Prof. Dr. Nahide Özcan, nadir hastalıkların teşhisindeki güçlükleri vurgulayarak, bu hastalıkların belirtilerinin genellikle silik ve atipik olabildiğini belirtiyor. Bu durum, doğru teşhise ulaşmayı zorlaştırabiliyor ve tanı süreçlerini uzatabiliyor.
Nadir hastalıkların belirtileri kişiden kişiye farklılık gösterebilir ve bu durum da teşhisi karmaşık hale getirebilir. Hastaların yaşadığı semptomlar, yaygın görülen hastalıklarla benzerlik gösterebilir, bu da doktorların nadir bir hastalıktan şüphelenmesini engelleyebilir.
Prof. Dr. Özcan, nadir hastalıkların teşhisinde multidisipliner bir yaklaşımın önemine dikkat çekiyor. Farklı uzmanlık alanlarından doktorların bir araya gelerek hastayı değerlendirmesi, doğru tanıya ulaşma olasılığını artırabilir. Ayrıca, genetik testler ve diğer ileri tetkikler de nadir hastalıkların teşhisinde önemli rol oynayabilir.
Erken teşhisin, nadir hastalıkların tedavisinde hayati öneme sahip olduğunu belirten Prof.

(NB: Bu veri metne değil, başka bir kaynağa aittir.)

impl<W: WeatherSource> RegionCatalog<W> {
    /// Builds the catalog in definition order. Does not fetch any weather.
    pub fn new(
        definitions: Vec<RegionDefinition>,
        source: Arc<W>,
        settings: RefreshSettings,
        heatmap: HeatmapSettings,
    ) -> Result<Self, CatalogError> {
        let regions = definitions
            .into_iter()
            .map(|definition| Region::new(definition, heatmap).map(Arc::new))
            .collect::<Result<Vec<_>, _>>()?;

        Ok(Self {
            regions,
            source,
            settings,
            last_refresh: Mutex::new(None),
            task: Mutex::new(None),
            cancel: CancellationToken::new(),
        })
    }

    pub fn from_json(
        json: &str,
        source: Arc<W>,
        settings: RefreshSettings,
        heatmap: HeatmapSettings,
    ) -> Result<Self, CatalogError> {
        Self::new(parse_definitions(json)?, source, settings, heatmap)
    }

    pub fn load(
        path: impl AsRef<Path>,
        source: Arc<W>,
        settings: RefreshSettings,
        heatmap: HeatmapSettings,
    ) -> Result<Self, CatalogError> {
        let json = std::fs::read_to_string(path.as_ref())?;
        let catalog = Self::from_json(&json, source, settings, heatmap)?;
        info!(
            "Loaded {} regions from {}",
            catalog.len(),
            path.as_ref().display()
        );
        Ok(catalog)
    }

    /// Loads the region asset and kicks off the first weather refresh. Must be
    /// called inside a Tokio runtime.
    pub fn open(
        path: impl AsRef<Path>,
        source: Arc<W>,
        settings: RefreshSettings,
        heatmap: HeatmapSettings,
    ) -> Result<Self, CatalogError> {
        let catalog = Self::load(path, source, settings, heatmap)?;
        catalog.refresh_weather();
        Ok(catalog)
    }

    pub fn regions(&self) -> &[Arc<Region>] {
        &self.regions
    }

    pub fn get(&self, index: usize) -> Option<&Arc<Region>> {
        self.regions.get(index)
    }

    pub fn find(&self, name: &str) -> Option<&Arc<Region>> {
        self.regions.iter().find(|region| region.name() == name)
    }

    pub fn len(&self) -> usize {
        self.regions.len()
    }

    pub fn is_empty(&self) -> bool {
        self.regions.is_empty()
    }

    pub fn update_counts(&self, store: &FlightStore) {
        for region in &self.regions {
            region.update_count(store);
        }
    }

    /// First region, in catalog order, containing the point.
    pub fn region_containing(&self, point: LatLon) -> Option<&Arc<Region>> {
        self.regions.iter().find(|region| region.contains(point))
    }

    pub fn regions_intersecting(&self, viewport: &Bounds) -> Vec<&Arc<Region>> {
        self.regions
            .iter()
            .filter(|region| region.intersects(viewport))
            .collect()
    }

    /// Starts a background weather refresh over every region.
    ///
    /// Returns `false` without doing anything if the last refresh started
    /// less than `min_interval` ago, if that refresh is still running, or if
    /// the catalog has been shut down.
    pub fn refresh_weather(&self) -> bool {
        if self.cancel.is_cancelled() {
            return false;
        }

        let mut last = lock(&self.last_refresh);
        let now = Instant::now();
        if let Some(previous) = *last {
            if now.duration_since(previous) < self.settings.min_interval {
                debug!("Weather refreshed {:?} ago, skipping", now.duration_since(previous));
                return false;
            }
        }

        let mut task = lock(&self.task);
        if task.as_ref().is_some_and(|running| !running.is_finished()) {
            warn!("Previous weather refresh is still running, skipping");
            return false;
        }

        *last = Some(now);
        *task = Some(tokio::spawn(run_refresh(
            self.regions.clone(),
            Arc::clone(&self.source),
            self.settings,
            self.cancel.clone(),
        )));
        true
    }

    pub fn is_refreshing(&self) -> bool {
        lock(&self.task)
            .as_ref()
            .is_some_and(|running| !running.is_finished())
    }

    /// Waits for the current refresh task, if any, to end.
    pub async fn join_refresh(&self) {
        let task = lock(&self.task).take();
        if let Some(task) = task {
            if let Err(e) = task.await {
                warn!("Weather refresh task failed: {}", e);
            }
        }
    }

    /// Stops the refresh loop, including any retry sleep in progress.
    pub fn shutdown(&self) {
        self.cancel.cancel();
    }
}

impl<W> Drop for RegionCatalog<W> {
    fn drop(&mut self) {
        self.cancel.cancel();
    }
}

async fn run_refresh<W: WeatherSource>(
    regions: Vec<Arc<Region>>,
    source: Arc<W>,
    settings: RefreshSettings,
    cancel: CancellationToken,
) {
    for region in &regions {
        match refresh_region(region, source.as_ref(), &settings, &cancel).await {
            RegionRefresh::Updated | RegionRefresh::GaveUp => {}
            RegionRefresh::Cancelled => {
                info!("Weather refresh cancelled before {}", region.name());
                return;
            }
        }
    }
    info!("Weather refresh finished for {} regions", regions.len());
}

Dr. Özcan, farkındalığın artırılmasının ve doktorların bu konuda eğitilmesinin gerekliliğini vurguluyor. Nadir hastalıklar konusunda daha fazla araştırma yapılması ve yeni tedavi yöntemlerinin geliştirilmesi de büyük önem taşıyor.
Son olarak, Prof. Dr. Özcan, nadir hastalıklarla yaşayan hastaların ve ailelerinin desteklenmesinin gerekliliğine değiniyor. Bu hastaların yaşadığı zorluklarla başa çıkabilmeleri için psikolojik danışmanlık ve sosyal destek hizmetlerinin sağlanması önemlidir.